In 1990s. My 5th decade was spent enjoying our kids in high school - driving to see them play basketball - and spending summers in North Carolina - Georgia - Arizona - Hawaii - and New York where Lulu taught summer sessions at colleges. While she was busy building a reputation - I had the joy of touring with my sons. Whether it was a snowy motorhome trip to Syracuse to see the Seminoles play football or a long train ride to Miami to attend the Orange Bowl with Mohammed Ali - it was the best time of our lives until then. Next - it was pestering our kids as they earned degrees at  Duke - Georgetown - University of Miami - and Florida State University. Our empty nest was a really hard void to fill.



In 2000s. After 33 years of teaching in the same school - at age 55 I retired from the Panther Valley School District. Lulu already had been a professor at St John's University in New York City for 10 years - so I offered to follow her dreams wherever it would go. She was immediately recruited by Florida State University. After inviting her to come to campus as a guest speaker - they offered her a contract on the spot. We would sell our cedar chalet home of 30 years - and move to Tallahassee. It was September Shock.
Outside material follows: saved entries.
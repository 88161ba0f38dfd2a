use tokio::runtime::Runtime;
use tracing_appender::non_blocking::WorkerGuard;

use crate::{backend::client::HelpdeskClient, infra::config::AppConfig};

/// Long-lived resources shared by every command.
#[derive(Debug)]
pub struct AppContext {
    pub config: AppConfig,
    pub client: HelpdeskClient,
    pub runtime: Runtime,
    /// Flushes the log file when the context is dropped.
    pub log_guard: Option<WorkerGuard>,
}

impl AppContext {
    pub fn new(config: AppConfig, client: HelpdeskClient, runtime: Runtime) -> Self {
        Self {
            config,
            client,
            runtime,
            log_guard: None,
        }
    }
}
//! Single exchange without the terminal UI.

use std::sync::mpsc::Receiver;

use anyhow::{anyhow, bail, Result};

use crate::domain::{
    display_log::DisplayMessage, exchange::ExchangeCompletion, helpdesk_state::HelpdeskState,
};

use super::{
    contracts::ExchangeDispatcher,
    exchange::{ExchangeController, ExchangeOutcome},
};

#[derive(Debug, Clone, PartialEq, Eq)]
pub struct AskOutput {
    pub outcome: ExchangeOutcome,
    pub message: DisplayMessage,
}

/// Sends `question` on a fresh conversation and blocks until its completion
/// has been applied.
pub fn ask<D>(
    controller: &mut ExchangeController<D>,
    completions: &Receiver<ExchangeCompletion>,
    question: &str,
) -> Result<AskOutput>
where
    D: ExchangeDispatcher,
{
    let question = question.trim();
    if question.is_empty() {
        bail!("question is empty");
    }

    let mut state = HelpdeskState::default();
    let Some(id) = controller.send(&mut state, question) else {
        let reason = state
            .display_log()
            .last()
            .map(|message| message.text.clone())
            .unwrap_or_default();
        bail!("exchange was not sent: {reason}");
    };

    let completion = completions
        .recv()
        .map_err(|_| anyhow!("exchange {id} ended without a completion"))?;
    let outcome = controller.complete(&mut state, completion);

    let message = state
        .display_log()
        .last()
        .cloned()
        .ok_or_else(|| anyhow!("display log is empty"))?;

    Ok(AskOutput { outcome, message })
}
use std::sync::mpsc::Sender;

use tokio::runtime::Handle;

use crate::{
    backend::client::HelpdeskClient,
    domain::exchange::{ExchangeCompletion, ExchangeRequest},
    usecases::contracts::ExchangeDispatcher,
};

const COMPLETION_SEND_FAILED: &str = "HELPDESK_COMPLETION_SEND_FAILED";

/// Runs each exchange on the tokio runtime and reports back over a channel.
///
/// The spawned task never touches screen state: its only effect is a single
/// `ExchangeCompletion` sent to the thread that owns the receiver.
#[derive(Debug, Clone)]
pub struct HttpExchangeDispatcher {
    runtime: Handle,
    client: HelpdeskClient,
    completion_tx: Sender<ExchangeCompletion>,
}

impl HttpExchangeDispatcher {
    pub fn new(
        runtime: Handle,
        client: HelpdeskClient,
        completion_tx: Sender<ExchangeCompletion>,
    ) -> Self {
        Self {
            runtime,
            client,
            completion_tx,
        }
    }
}

impl ExchangeDispatcher for HttpExchangeDispatcher {
    fn dispatch(&self, request: ExchangeRequest) {
        let client = self.client.clone();
        let completion_tx = self.completion_tx.clone();

        tracing::debug!(
            exchange = %request.id,
            endpoint = %client.endpoint(),
            bytes = request.body.len(),
            "dispatching helpdesk request"
        );

        self.runtime.spawn(async move {
            let id = request.id;
            let completion = match client.post_transcript(request.body).await {
                Ok(body) => ExchangeCompletion::body(id, body),
                Err(error) => ExchangeCompletion::failed(id, error),
            };

            if let Err(error) = completion_tx.send(completion) {
                tracing::warn!(
                    code = COMPLETION_SEND_FAILED,
                    exchange = %id,
                    error = %error,
                    "helpdesk completion dropped, receiver is gone"
                );
            }
        });
    }
}
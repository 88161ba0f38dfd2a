//! Use case layer: application workflows and orchestration.

pub mod ask;
pub mod bootstrap;
pub mod context;
pub mod contracts;
pub mod exchange;
pub mod shell;

/// Returns the usecases module name for smoke checks.
pub fn module_name() -> &'static str {
    "usecases"
}
//! Fixed texts that define the helpdesk assistant.

/// System instruction seeded as the first transcript turn.
pub const SYSTEM_INSTRUCTION: &str = "RuggedEdgeAIAssistant: You are the AI Helpdesk integrated in the RuggedEdge app. \
Be professional, courteous, and brief. Provide concise responses and ask users questions to guide conversation. \
Located in Houston, RuggedEdge specializes in industrial digital transformation with purpose-built, industrial-grade, \
intrinsically-safe edge computing hubs with public/private 5G and enterprise-grade Wi-Fi 6 and Wi-Fi 6E connectivity \
ready to clip to your belt. Empower the future of industry with EdgeOne (class 1, div 1 & ATEX Zone 1) and EdgeTwo \
(class 1, div 2 & ATEX Zone 2) devices, seamlessly managed by the cloud-based EdgeConnect platform, which provides ease \
and reliability in managing connected devices and PPE like gas detectors, hearing protection, and handheld tools. \
Both devices ship August 2023. Both devices can be viewed in AR in the mobile app. These are essential for operations \
and safety in the field. Visit our [products page](https://ruggededge.ai/products) for EdgeOne, EdgeTwo and EdgeConnect. \
Learn about digital transformation, applications, architecture, and industries on our \
[solutions page](https://ruggededge.ai/solutions). Our goals are to empower through innovation \
([about page](https://ruggededge.ai/about)), enhance reliability, and reduce risks. Configure profiles and devices \
using EdgeConnect, and pair with tools. EdgeOne/Two provide alerts. For help, use the phone or mail shortcuts shown \
above the chat. Use Markdown for clarity when sharing steps, explanations, or URLs. Share steps one by one, asking \
for readiness before proceeding.";

/// First message shown before any user interaction.
pub const GREETING: &str =
    "Hi, I'm the RuggedEdge AI Assistant. How can I help you on your digital journey today?";

/// Shown below the conversation while a reply is awaited.
pub const TYPING_INDICATOR: &str = "Helpbot is typing...";

/// Shown when the backend answered with something other than a reply.
pub const GENERIC_ERROR: &str = "Error: Unable to process your request.";

/// Formats a failure description for the display log.
pub fn error_text(description: &str) -> String {
    format!("Error: {description}")
}
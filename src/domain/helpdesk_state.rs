use super::{
    display_log::DisplayLog,
    message_input_state::MessageInputState,
    persona,
    transcript::Transcript,
};

/// Everything the helpdesk screen shows, owned by the UI thread.
#[derive(Debug, Clone, PartialEq, Eq)]
pub struct HelpdeskState {
    running: bool,
    transcript: Transcript,
    display_log: DisplayLog,
    input: MessageInputState,
    in_flight: usize,
    /// Lines scrolled up from the newest message.
    scroll_back: usize,
}

impl Default for HelpdeskState {
    fn default() -> Self {
        Self::new(persona::SYSTEM_INSTRUCTION, persona::GREETING)
    }
}

impl HelpdeskState {
    pub fn new(system_instruction: &str, greeting: &str) -> Self {
        Self {
            running: true,
            transcript: Transcript::new(system_instruction),
            display_log: DisplayLog::new(greeting),
            input: MessageInputState::default(),
            in_flight: 0,
            scroll_back: 0,
        }
    }

    pub fn is_running(&self) -> bool {
        self.running
    }

    pub fn stop(&mut self) {
        self.running = false;
    }

    pub fn transcript(&self) -> &Transcript {
        &self.transcript
    }

    pub fn transcript_mut(&mut self) -> &mut Transcript {
        &mut self.transcript
    }

    pub fn display_log(&self) -> &DisplayLog {
        &self.display_log
    }

    pub fn display_log_mut(&mut self) -> &mut DisplayLog {
        &mut self.display_log
    }

    pub fn input(&self) -> &MessageInputState {
        &self.input
    }

    pub fn input_mut(&mut self) -> &mut MessageInputState {
        &mut self.input
    }

    /// True while at least one exchange awaits its reply.
    pub fn is_pending(&self) -> bool {
        self.in_flight > 0
    }

    pub fn in_flight(&self) -> usize {
        self.in_flight
    }

    pub fn begin_exchange(&mut self) {
        self.in_flight += 1;
        self.scroll_back = 0;
    }

    pub fn finish_exchange(&mut self) {
        self.in_flight = self.in_flight.saturating_sub(1);
        self.scroll_back = 0;
    }

    pub fn scroll_back(&self) -> usize {
        self.scroll_back
    }

    pub fn scroll_up(&mut self, lines: usize) {
        self.scroll_back = self.scroll_back.saturating_add(lines);
    }

    pub fn scroll_down(&mut self, lines: usize) {
        self.scroll_back = self.scroll_back.saturating_sub(lines);
    }

    /// Keeps `scroll_back` within the rendered conversation height.
    pub fn clamp_scroll_back(&mut self, max: usize) {
        self.scroll_back = self.scroll_back.min(max);
    }
}
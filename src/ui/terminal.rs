use std::{
    io::{self, Stdout},
    panic,
};

use anyhow::Result;
use crossterm::{
    execute,
    terminal::{disable_raw_mode, enable_raw_mode, EnterAlternateScreen, LeaveAlternateScreen},
};
use ratatui::{backend::CrosstermBackend, Frame, Terminal};

/// Raw-mode alternate screen, restored on drop and on panic.
pub struct TerminalSession {
    terminal: Terminal<CrosstermBackend<Stdout>>,
}

impl TerminalSession {
    pub fn new() -> Result<Self> {
        install_panic_restore_hook();
        enable_raw_mode()?;

        let mut stdout = io::stdout();
        execute!(stdout, EnterAlternateScreen)?;

        let backend = CrosstermBackend::new(stdout);
        let terminal = Terminal::new(backend)?;

        Ok(Self { terminal })
    }

    pub fn draw<F>(&mut self, render: F) -> Result<()>
    where
        F: FnOnce(&mut Frame<'_>),
    {
        self.terminal.draw(render)?;
        Ok(())
    }
}

impl Drop for TerminalSession {
    fn drop(&mut self) {
        let _ = disable_raw_mode();
        let _ = execute!(self.terminal.backend_mut(), LeaveAlternateScreen);
        let _ = self.terminal.show_cursor();
    }
}

/// Leaves the alternate screen before the default hook prints the panic.
fn install_panic_restore_hook() {
    let previous = panic::take_hook();
    panic::set_hook(Box::new(move |info| {
        let _ = disable_raw_mode();
        let _ = execute!(io::stdout(), LeaveAlternateScreen);
        previous(info);
    }));
}
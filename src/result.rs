//! Partial and reduced results of a cardinality aggregation.

#[cfg(feature = "with_serde")]
use serde::{Deserialize, Serialize};

use crate::error::CardinalityError;
use crate::estimator::Sketch;

/// Result of one bucket on one shard. Owns an independent copy of the bucket's sketch, so it
/// stays valid after the aggregator is dropped and can be merged with results of other shards.
#[derive(Debug, Clone, PartialEq, Eq)]
#[cfg_attr(feature = "with_serde", derive(Serialize, Deserialize))]
pub struct InternalCardinality {
    name: String,
    /// `None` for buckets that saw no values
    sketch: Option<Sketch>,
}

impl InternalCardinality {
    pub fn new(name: impl Into<String>, sketch: Option<Sketch>) -> Self {
        Self {
            name: name.into(),
            sketch,
        }
    }

    #[inline]
    pub fn name(&self) -> &str {
        &self.name
    }

    #[inline]
    pub fn sketch(&self) -> Option<&Sketch> {
        self.sketch.as_ref()
    }

    /// Estimated number of distinct values, 0 without a sketch.
    #[inline]
    pub fn value(&self) -> u64 {
        self.sketch.as_ref().map_or(0, Sketch::estimate)
    }

    /// Merge `other` into `self`. Results without a sketch are neutral.
    pub fn merge(&mut self, other: &InternalCardinality) -> Result<(), CardinalityError> {
        match (&mut self.sketch, &other.sketch) {
            (_, None) => Ok(()),
            (Some(lhs), Some(rhs)) => lhs.merge(rhs),
            (lhs @ None, Some(rhs)) => {
                *lhs = Some(rhs.clone());
                Ok(())
            }
        }
    }

    /// Combine partial results of the same aggregation into one, named after the first part.
    ///
    /// Returns `None` when there are no parts.
    pub fn reduce<I>(parts: I) -> Result<Option<InternalCardinality>, CardinalityError>
    where
        I: IntoIterator<Item = InternalCardinality>,
    {
        let mut parts = parts.into_iter();
        let Some(mut reduced) = parts.next() else {
            return Ok(None);
        };
        for part in parts {
            reduced.merge(&part)?;
        }
        Ok(Some(reduced))
    }
}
September Shock is a term I made up to describe a change that people go through only once. It happens the first year you do not go back to school in September after enjoying a summer off. Some people experience it at 18 - they go back to high school to hang around. Others it happens at 22 when they finish college. When I finished college - in September I went right back to school - but this time as a teacher. I was in a classroom at Panther Valley teaching some kids that were only 2 and 3 years younger than me. It was my one real job. I retired on my 55th birthday.
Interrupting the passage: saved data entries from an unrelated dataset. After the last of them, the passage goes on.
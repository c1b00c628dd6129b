//! ## Sparse representation
//! Counts small cardinalities exactly as a sorted list of distinct encoded hashes.
//!
//! Two values only count once if their hashes share the low 25 bits and the rank, so among `n`
//! values about `n^2 / 2^27` pairs are expected to collide.
//!
//! Every encoded hash keeps the low 25 bits of the original hash and its rank, so the list can
//! be replayed into dense registers of any supported precision when it outgrows its threshold.

use std::cmp::Ordering;
use std::mem::{size_of, size_of_val};

use crate::representation::RepresentationTrait;

#[derive(Debug, Clone, Default, PartialEq, Eq)]
pub(crate) struct Sparse {
    /// Strictly increasing encoded hashes
    hashes: Vec<u32>,
}

impl Sparse {
    /// Create sparse representation from strictly increasing encoded hashes
    #[cfg_attr(not(feature = "with_serde"), allow(dead_code))]
    pub(crate) fn from_sorted(hashes: Vec<u32>) -> Self {
        debug_assert!(hashes.windows(2).all(|w| w[0] < w[1]));
        Self { hashes }
    }

    #[inline]
    pub(crate) fn len(&self) -> usize {
        self.hashes.len()
    }

    /// Return items stored within `Sparse` representation
    #[inline]
    pub(crate) fn items(&self) -> &[u32] {
        &self.hashes
    }

    /// Union sorted `rhs` hashes into `self`
    pub(crate) fn union(&mut self, rhs: &[u32]) {
        if rhs.is_empty() {
            return;
        }
        let lhs = std::mem::take(&mut self.hashes);
        let mut merged = Vec::with_capacity(lhs.len() + rhs.len());
        let (mut i, mut j) = (0, 0);
        while i < lhs.len() && j < rhs.len() {
            match lhs[i].cmp(&rhs[j]) {
                Ordering::Less => {
                    merged.push(lhs[i]);
                    i += 1;
                }
                Ordering::Greater => {
                    merged.push(rhs[j]);
                    j += 1;
                }
                Ordering::Equal => {
                    merged.push(lhs[i]);
                    i += 1;
                    j += 1;
                }
            }
        }
        merged.extend_from_slice(&lhs[i..]);
        merged.extend_from_slice(&rhs[j..]);
        self.hashes = merged;
    }
}

impl RepresentationTrait for Sparse {
    /// Insert encoded hash keeping the list sorted and distinct
    #[inline]
    fn insert_encoded_hash(&mut self, h: u32) {
        if let Err(pos) = self.hashes.binary_search(&h) {
            self.hashes.insert(pos, h);
        }
    }

    /// Number of distinct encodings
    #[inline]
    fn estimate(&self) -> u64 {
        self.hashes.len() as u64
    }

    /// Return memory size of `Sparse`
    #[inline]
    fn size_of(&self) -> usize {
        size_of::<Self>() + size_of_val(self.hashes.as_slice())
    }
}
#![no_main]

use libfuzzer_sys::fuzz_target;
use ordinal_cardinality::in_memory::InMemoryIndex;
use ordinal_cardinality::{collect_leaf, CardinalityConfig, OrdinalCardinalityAggregator};

/// Split input into leaves on `0xff` and documents on `0xfe`, each remaining byte is a value.
fn index_from(data: &[u8]) -> InMemoryIndex {
    let segments: Vec<Vec<Vec<[u8; 1]>>> = data
        .split(|&b| b == 0xff)
        .map(|segment| {
            segment
                .split(|&b| b == 0xfe)
                .map(|doc| doc.iter().map(|&b| [b]).collect())
                .collect()
        })
        .collect();
    InMemoryIndex::new(&segments)
}

fn aggregate(index: &InMemoryIndex, has_parent: bool) -> (u64, u64) {
    let mut aggregator = OrdinalCardinalityAggregator::new(
        "fuzz",
        Some("field"),
        index.max_ord(),
        CardinalityConfig::default().with_dynamic_pruning_limits(16, 4),
    )
    .unwrap()
    .with_parent(has_parent);
    let mut collected = 0;
    for segment in index.segments() {
        let mut collector = aggregator.leaf_collector(segment.leaf()).unwrap();
        collected += collect_leaf(&mut segment.all_docs(), collector.as_mut(), 0).unwrap();
    }
    aggregator.post_collection(&index.segments()[0]).unwrap();
    (aggregator.metric(0), collected)
}

fuzz_target!(|data: &[u8]| {
    let index = index_from(data);
    let (pruned, pruned_docs) = aggregate(&index, false);
    let (brute, brute_docs) = aggregate(&index, true);
    assert_eq!(pruned, brute);
    assert!(pruned_docs <= brute_docs);
});
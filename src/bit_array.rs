//! ## Bit array
//! Fixed-length bitset over ordinals `[0, len)` backed by `u64` words.
//!
//! Bits are only ever set while collecting, so a bit array doubles as the monotonic "visited"
//! set of one bucket and as the union of all visited ordinals during post-collection.

use std::mem::{size_of, size_of_val};

use crate::error::CardinalityError;
use crate::Ordinal;

const WORD_BITS: u64 = 64;

#[derive(Debug, Clone, PartialEq, Eq)]
pub struct BitArray {
    words: Vec<u64>,
    len: u64,
}

impl BitArray {
    /// Allocate a cleared bit array for `len` ordinals.
    pub fn new(len: u64) -> Result<Self, CardinalityError> {
        let num_words = len.div_ceil(WORD_BITS) as usize;
        let mut words = Vec::new();
        words
            .try_reserve_exact(num_words)
            .map_err(|source| CardinalityError::AllocationFailed {
                bytes: num_words * size_of::<u64>(),
                source,
            })?;
        words.resize(num_words, 0);
        Ok(Self { words, len })
    }

    /// Number of bytes a bit array over `len` ordinals holds.
    #[inline]
    pub fn bytes_for(len: u64) -> usize {
        len.div_ceil(WORD_BITS) as usize * size_of::<u64>()
    }

    #[inline]
    pub fn len(&self) -> u64 {
        self.len
    }

    #[inline]
    pub fn is_empty(&self) -> bool {
        self.len == 0
    }

    #[inline]
    pub fn get(&self, ord: Ordinal) -> bool {
        let (word, mask) = Self::locate(ord);
        self.words[word] & mask != 0
    }

    #[inline]
    pub fn set(&mut self, ord: Ordinal) {
        let (word, mask) = Self::locate(ord);
        self.words[word] |= mask;
    }

    /// Set bit `ord` and return whether it was already set.
    #[inline]
    pub fn get_and_set(&mut self, ord: Ordinal) -> bool {
        let (word, mask) = Self::locate(ord);
        let old = self.words[word];
        self.words[word] = old | mask;
        old & mask != 0
    }

    /// Number of set bits
    pub fn cardinality(&self) -> u64 {
        self.words.iter().map(|w| u64::from(w.count_ones())).sum()
    }

    /// Union `other` into `self`. Both must cover the same ordinal range.
    pub fn or(&mut self, other: &BitArray) {
        debug_assert_eq!(self.len, other.len);
        self.words
            .iter_mut()
            .zip(other.words.iter())
            .for_each(|(lhs, rhs)| *lhs |= *rhs);
    }

    /// Iterate set ordinals in increasing order.
    pub fn iter_ones(&self) -> impl Iterator<Item = Ordinal> + '_ {
        self.words.iter().enumerate().flat_map(|(idx, &word)| {
            let base = idx as u64 * WORD_BITS;
            let mut rest = word;
            std::iter::from_fn(move || {
                if rest == 0 {
                    return None;
                }
                let bit = u64::from(rest.trailing_zeros());
                rest &= rest - 1;
                Some(base + bit)
            })
        })
    }

    /// Return memory size of `BitArray`
    #[inline]
    pub fn size_of(&self) -> usize {
        size_of::<Self>() + size_of_val(self.words.as_slice())
    }

    #[inline]
    fn locate(ord: Ordinal) -> (usize, u64) {
        ((ord / WORD_BITS) as usize, 1 << (ord % WORD_BITS))
    }
}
2012 Olympics - Lulu teaches in London in the summer


I moved to Tallahassee cold turkey. I went from being a popular teacher in town - the president of the  school board - the owner of a newspaper and print shop - a tour bus operator - a father of two busy sons - to being a trailing spouse - a retired teacher - a lame duck - alone in a new town - where my wife was busy becoming a tenured professor at a research one university. I was "eye candy" on her arm :-)  I was a thousand miles away from my closest relatives and looking for things to justify my existence. It's a whole new world.  I now lived in a town with over 500 places to eat coming from a place where one of the top 5 places to eat had Golden Arches out front. I could still watch football but instead of 1000 people watching the Raiders play the Panthers - I was in the shadow of 80,000 seat Doak Campbell Stadium and the National Champion Seminoles.
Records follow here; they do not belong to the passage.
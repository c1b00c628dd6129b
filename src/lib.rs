//! `ordinal-cardinality` estimates how many distinct values a field takes within each bucket of
//! an aggregation over a segmented, ordinal-encoded index, without materializing the values.
//!
//! Collection records visited ordinals per bucket in bitsets, optionally pruning the document
//! stream once every value of the field has been observed. After collection, each distinct
//! visited ordinal is hashed once and folded into per-bucket HyperLogLog++ sketches, which can
//! be cloned into independent results and merged across shards.
pub mod aggregator;
pub mod bit_array;
pub mod breaker;
pub mod collector;
pub mod competitive;
pub mod config;
pub mod error;
pub mod estimator;
mod hyperloglog;
pub mod in_memory;
mod representation;
pub mod result;
#[cfg(feature = "with_serde")]
mod serde;
pub mod source;
mod sparse;
pub mod visited;

/// Document id within one leaf.
pub type DocId = u32;
/// Dense per-field ordinal of a distinct value, in `[0, max_ord)`.
pub type Ordinal = u64;
/// Dense bucket identifier supplied by the surrounding aggregation.
pub type BucketOrd = usize;

/// Sentinel returned by exhausted document iterators.
pub const NO_MORE_DOCS: DocId = DocId::MAX;

pub use aggregator::{DebugCounters, OrdinalCardinalityAggregator};
pub use collector::{collect_leaf, LeafCollector};
pub use config::CardinalityConfig;
pub use error::CardinalityError;
pub use estimator::{HyperLogLogPlusPlus, Sketch};
pub use result::InternalCardinality;
pub use source::{DocIdIterator, LeafContext, OrdinalValues, TermDictionary};
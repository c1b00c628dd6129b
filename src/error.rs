use std::collections::TryReserveError;

use thiserror::Error;

use crate::Ordinal;

/// Errors raised while configuring, collecting or merging cardinality aggregations.
#[derive(Debug, Error)]
pub enum CardinalityError {
    #[error("precision must be in [{min}..={max}], got {precision}")]
    InvalidPrecision { precision: u8, min: u8, max: u8 },
    #[error("sparse threshold must be in [1..={max}], got {threshold}")]
    InvalidSparseThreshold { threshold: usize, max: usize },
    #[error("cannot merge sketches with different precisions ({left} vs {right})")]
    PrecisionMismatch { left: u8, right: u8 },
    #[error("invalid sketch representation: {0}")]
    InvalidRepresentation(&'static str),
    #[error("ordinal {ordinal} is out of range [0, {max_ord})")]
    OrdinalOutOfRange { ordinal: Ordinal, max_ord: u64 },
    #[error("no value found for visited ordinal {0}")]
    MissingOrdinalValue(Ordinal),
    #[error("memory limit of {limit} bytes exceeded: {used} bytes in use, {requested} requested")]
    MemoryLimitExceeded {
        requested: usize,
        used: usize,
        limit: usize,
    },
    #[error("allocation of {bytes} bytes failed")]
    AllocationFailed {
        bytes: usize,
        #[source]
        source: TryReserveError,
    },
}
The 2010s. Now I finish my 7th decade. I am healthier now than when I retired 15 years ago - but 70 does not have a nice ring to it. When the "Loving Spoonful" sang "a quarter of my life is almost past" I could never have imagined singing about "when 95% of my life is almost past." Lulu fills my life with wonderfulness. Grandkids grace my life now. My kids have done well and they are busy nurturing their kids through the first decade. We travel a lot in Lulu's job. In 2018 -  we will travel to - March in Belgium - April in Hawaii - May in Greece - June in Germany - July in England. We have a new to us camper that sits waiting for us to have time to see the USA in your Chevrolet.

Our camper
I have purchased 75 cars - trucks - campers - scooters - buses - and trailers. I am trying to make it through my 70th year as one without any new purchases.

The Everhart 9
If this seems a little whiney - I want to express how happy I am that I got this far. Getting cancer at 50 scares the heck out of you. I think of Babe Ruth - Abe Lincoln - Wolfgang Mozart - John Kennedy - Marilyn Monroe - Joan of Arc - Elvis Presley - Buddy Holly - Jesus - John Lennon - Robert Johnson - they have never had the pleasure of seeing the world from this side of threescore and ten.